How to find a discount rate

The discount rate is the interest rate used for reduction of future cash flows so far. Its calculation – one of the most difficult and topical issues in the course of financial assessment of investment projects.

Instruction

1. Before starting calculation ratesof discounting, consider that there are several methods of its definition. The most widespread is the method of assessment of capital assets. It is based on the analysis of change of yield on the stocks which are freely traded on the market. The discount rate is defined as follows: I = R + β (Rm-R) + x + at +f, gder – a risk-free rate of profitability. As it the rate on deposits of bank and also a rate according to the state debt obligations is accepted; β – the coefficient which is a measure of systematic risk and characterizing a macroeconomic situation in the country. Actually it represents the attitude of variability of share price of the company towards variability of this indicator on the market in general; Rm is the average yield on the stock in the market; x – the award considering risk of an investment in subjects of small business; at – the award considering a lack of information on the considered project; f – the award considering stanovy risk.

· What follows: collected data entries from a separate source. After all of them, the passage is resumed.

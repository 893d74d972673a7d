//! Report step tests with stand-in QC tools
//!
//! The quality and aggregate tools are replaced by small shell scripts that
//! write the files the real tools would.
#![cfg(unix)]

mod common;

use common::{batch, make_run_dir, standalone, MemoryStorage, RecordingApi, TestEnv};
use runstage_common::types::DatasetState;
use runstage_worker::error::{PipelineError, StepError};
use runstage_worker::steps::report::{create_report, qc_dir};
use runstage_worker::steps::{ReportStep, StepHandler};
use std::os::unix::fs::PermissionsExt;
use std::path::{Path, PathBuf};
use std::sync::Arc;

const QUALITY_TOOL: &str = r#"#!/bin/sh
for last; do :; done
echo "$@" > "$last/quality.args"
touch "$last/fastqc1.html" "$last/fastqc1.zip"
"#;

const AGGREGATE_TOOL: &str = r#"#!/bin/sh
mkdir -p "$3/multiqc_data"
touch "$3/multiqc_data/multiqc.log"
echo "<html>report</html>" > "$3/multiqc_report.html"
"#;

const SILENT_AGGREGATE_TOOL: &str = r#"#!/bin/sh
mkdir -p "$3/multiqc_data"
"#;

const FAILING_TOOL: &str = r#"#!/bin/sh
echo "out of memory" >&2
exit 3
"#;

fn script(dir: &Path, name: &str, body: &str) -> String {
    let path = dir.join(name);
    std::fs::write(&path, body).unwrap();
    std::fs::set_permissions(&path, std::fs::Permissions::from_mode(0o755)).unwrap();
    path.to_string_lossy().into_owned()
}

fn env_with_tools(aggregate: &str) -> TestEnv {
    let mut env = TestEnv::new();
    let tools = env.path().join("tools");
    std::fs::create_dir_all(&tools).unwrap();
    env.config.report.quality_tool = script(&tools, "fastqc", QUALITY_TOOL);
    env.config.report.aggregate_tool = script(&tools, "multiqc", aggregate);
    env
}

fn staged_batch(env: &TestEnv, api: &RecordingApi) -> PathBuf {
    let staged = make_run_dir(&env.stage_root(), "run42");
    let mut record = batch("b-1", "run42", &env.path().join("origin/run42"));
    record.stage_path = Some(staged.clone());
    api.add_batch(record);
    staged
}

fn file_names(dir: &Path) -> Vec<String> {
    let mut names: Vec<String> = std::fs::read_dir(dir)
        .unwrap()
        .map(|e| e.unwrap().file_name().into_string().unwrap())
        .collect();
    names.sort();
    names
}

#[tokio::test]
async fn test_report_keeps_only_aggregate_report() {
    let env = env_with_tools(AGGREGATE_TOOL);
    let api = RecordingApi::new();
    let staged = staged_batch(&env, &api);
    let qc = qc_dir(&env.config.paths.qc, "run42");

    let outcome = create_report(&env.config.report, &staged, &qc, None).await.unwrap();

    assert_eq!(outcome.report_path, Some(qc.join("multiqc_report.html")));
    assert_eq!(file_names(&qc), vec!["multiqc_report.html".to_string()]);
    assert!(uuid::Uuid::parse_str(&outcome.report_id).is_ok());
}

#[tokio::test]
async fn test_report_id_is_reused() {
    let env = env_with_tools(AGGREGATE_TOOL);
    let api = RecordingApi::new();
    let staged = staged_batch(&env, &api);
    let qc = qc_dir(&env.config.paths.qc, "run42");

    let outcome = create_report(&env.config.report, &staged, &qc, Some("rep-7".into()))
        .await
        .unwrap();
    assert_eq!(outcome.report_id, "rep-7");
}

#[tokio::test]
async fn test_report_step_persists_report() {
    let env = env_with_tools(AGGREGATE_TOOL);
    let api = Arc::new(RecordingApi::new());
    staged_batch(&env, &api);

    let step = ReportStep::new(env.deps(api.clone(), Arc::new(MemoryStorage::new())));
    let output = step.run(standalone("b-1")).await.unwrap();

    assert_eq!(output["reported"], true);
    let report_id = output["report_id"].as_str().unwrap().to_string();
    assert_eq!(api.batch("b-1").report_id, Some(report_id));

    let uploads = api.uploads.lock().unwrap().clone();
    assert_eq!(
        uploads,
        vec![(
            "b-1".to_string(),
            qc_dir(&env.config.paths.qc, "run42").join("multiqc_report.html")
        )]
    );
    assert_eq!(api.states_for("b-1"), vec![DatasetState::Reported]);
}

#[tokio::test]
async fn test_missing_report_is_not_persisted() {
    let env = env_with_tools(SILENT_AGGREGATE_TOOL);
    let api = Arc::new(RecordingApi::new());
    staged_batch(&env, &api);

    let step = ReportStep::new(env.deps(api.clone(), Arc::new(MemoryStorage::new())));
    let output = step.run(standalone("b-1")).await.unwrap();

    assert_eq!(output["reported"], false);
    assert_eq!(api.write_count(), 0);
    assert!(file_names(&qc_dir(&env.config.paths.qc, "run42")).is_empty());
}

#[tokio::test]
async fn test_tool_failure_is_retryable_with_output() {
    let env = env_with_tools(FAILING_TOOL);
    let api = Arc::new(RecordingApi::new());
    staged_batch(&env, &api);

    let step = ReportStep::new(env.deps(api.clone(), Arc::new(MemoryStorage::new())));
    let err = step.run(standalone("b-1")).await.unwrap_err();

    assert!(err.is_retryable());
    assert!(err.to_string().contains("out of memory"));
    assert_eq!(api.write_count(), 0);
}

#[tokio::test]
async fn test_unstaged_batch_is_rejected() {
    let env = env_with_tools(AGGREGATE_TOOL);
    let api = Arc::new(RecordingApi::new());
    api.add_batch(batch("b-1", "run42", &env.path().join("origin/run42")));

    let step = ReportStep::new(env.deps(api, Arc::new(MemoryStorage::new())));
    let err = step.run(standalone("b-1")).await.unwrap_err();
    assert!(matches!(err, StepError::Fatal(PipelineError::Validation(_))));
}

2. One more method which you can use for calculation of a discount rate is a method of determination of weighted average cost of capital. It is based on the assumption that an alternative of an investment of funds of the enterprise is financing of its own activity. In this case the discount rate is defined as follows: I = Кd(1-Тc) Wd + Kp*Wp + Ks*Ws, gdekd – the cost of the loan capital; The CU is income tax rate; Kr – the cost of the share capital (preference shares); Ks is the cost of the share capital (common stocks); Wd is a share of the loan capital in the total amount of the capital; Wp is a share of preference shares; Ws is a share of common stocks.

3. You can find a discount rate also cumulative method, or method of expert evaluations: I = R +ΣGi, gder – a risk-free rate; j – amount of the considered investment risks; Gj is an award for each risk. A lack of this method is his subjectivity as the risk level and a payment for it is defined on the basis of opinion of experts.